解約時の手数料は仕方ない

投資信託には様々な手数料がかかります。

その中でも、解約時にかかる手数料が『信託財産留保額』です。

ただ、信託財産留保額は厳密には手数料とは違い、どちらかというと『迷惑料』的な意味合いが強いと言えます。

投資信託というのは、たくさんの投資家から集めた資金を株や債券などに投資しています。

しかし、途中で投資家の誰かが投資信託を解約するとなると、せっかく買った株や債券などをその投資家のために売却して現金化しなくてはなりません。

株や債券などを売却すると売却手数料などの費用がかかるのですが、この費用は、投資家から集めた投資信託の運用資金から支払われるのです。

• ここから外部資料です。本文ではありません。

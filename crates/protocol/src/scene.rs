//! Scene snapshot returned by the `dump_hierarchy` command.
//!
//! The host describes its scene as a tree of [`SceneNode`]s; the snapshot
//! sent on the wire is the flattened, depth-first [`SceneDump`] in which
//! every object records the id of its parent (`0` for roots).

use serde::{Deserialize, Serialize};

use crate::constants::NO_ACTIVE_SCENE;

#[derive(Debug, Clone, Copy, Default, PartialEq, Serialize, Deserialize)]
pub struct Vec3 {
    pub x: f32,
    pub y: f32,
    pub z: f32,
}

impl Vec3 {
    pub const ONE: Self = Self {
        x: 1.0,
        y: 1.0,
        z: 1.0,
    };
}

/// One object of a flattened scene.
#[derive(Debug, Clone, PartialEq, Serialize, Deserialize)]
#[serde(rename_all = "camelCase")]
pub struct ObjectDump {
    pub name: String,
    pub id: i64,
    pub parent_id: i64,
    pub active: bool,
    pub is_static: bool,
    pub tag: String,
    pub layer: String,
    /// World-space position.
    pub pos: Vec3,
    /// World-space euler rotation in degrees.
    pub rot: Vec3,
    pub scale: Vec3,
    /// Component type names; disabled components carry a ` (Disabled)` suffix.
    pub components: Vec<String>,
}

/// Snapshot of the host's active scene.
#[derive(Debug, Clone, PartialEq, Serialize, Deserialize)]
#[serde(rename_all = "camelCase")]
pub struct SceneDump {
    pub scene_name: String,
    #[serde(default)]
    pub objects: Vec<ObjectDump>,
}

/// A node of the host's scene tree.
#[derive(Debug, Clone, PartialEq, Serialize, Deserialize)]
#[serde(rename_all = "camelCase")]
pub struct SceneNode {
    pub name: String,
    pub id: i64,
    #[serde(default = "default_true")]
    pub active: bool,
    #[serde(default)]
    pub is_static: bool,
    #[serde(default = "default_tag")]
    pub tag: String,
    #[serde(default = "default_layer")]
    pub layer: String,
    #[serde(default)]
    pub pos: Vec3,
    #[serde(default)]
    pub rot: Vec3,
    #[serde(default = "default_scale")]
    pub scale: Vec3,
    #[serde(default)]
    pub components: Vec<String>,
    #[serde(default)]
    pub children: Vec<SceneNode>,
}

fn default_true() -> bool {
    true
}

fn default_tag() -> String {
    "Untagged".into()
}

fn default_layer() -> String {
    "Default".into()
}

fn default_scale() -> Vec3 {
    Vec3::ONE
}

impl SceneDump {
    /// Snapshot reported when no scene is loaded.
    pub fn empty() -> Self {
        Self {
            scene_name: NO_ACTIVE_SCENE.into(),
            objects: Vec::new(),
        }
    }

    /// Flattens a scene tree, visiting each node before its children.
    pub fn from_roots(scene_name: impl Into<String>, roots: &[SceneNode]) -> Self {
        let mut dump = Self {
            scene_name: scene_name.into(),
            objects: Vec::new(),
        };
        for root in roots {
            dump.push_subtree(root, 0);
        }
        dump
    }

    fn push_subtree(&mut self, node: &SceneNode, parent_id: i64) {
        self.objects.push(ObjectDump {
            name: node.name.clone(),
            id: node.id,
            parent_id,
            active: node.active,
            is_static: node.is_static,
            tag: node.tag.clone(),
            layer: node.layer.clone(),
            pos: node.pos,
            rot: node.rot,
            scale: node.scale,
            components: node.components.clone(),
        });
        for child in &node.children {
            self.push_subtree(child, node.id);
        }
    }

    /// Pretty-printed JSON, the form sent back to the requesting client.
    pub fn to_json_pretty(&self) -> Result<String, serde_json::Error> {
        serde_json::to_string_pretty(self)
    }
}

つまり、残った(保有し続けている)投資家が、去っていく(解約する)投資家のために売却手数料などの費用を負担しているといえるのです。


残った投資家がこの費用を負担するのはなんだか納得いかない気がしませんか?


そこで、そんな不公平感を無くすために、去っていく(解約する)投資家に現金化するための費用を負担させる目的で設けられたのが、信託財産留保額というわけなんです。


去っていく(解約する)投資家に対して、「勝手に解約しやがって!手数料置いてけコノヤロー!」と請求するものと思えばいいでしょう(ちょっと乱暴でしたね・苦笑)。



この信託財産留保額には、『迷惑料』としての意味合いとは別の意味合いもあるといえます。

それは、投資信託を頻繁に解約することを防ぐ『抑止力』としての意味合いです。

投資信託は、集まった資金が多ければ多いほど運用の幅が広がり安定してくるという性質がありますので、頻繁に解約されると運用資金が減少し、保有者が不利になってしまいます。

そこで、信託財産留保額を設けて頻繁に解約することを抑止し、投資信託の運用を安定させるのです。

以上のような理由から、長期に渡って安定的に運用するためには、むしろ信託財産留保額を取る投資信託の方が良いともいえるでしょう。

今日のポイント
信託財産留保額は、解約するときに支払う『 迷惑料

長期安定運用を目指すなら、 むしろ信託財産留保額を取る投資信託の方が良い!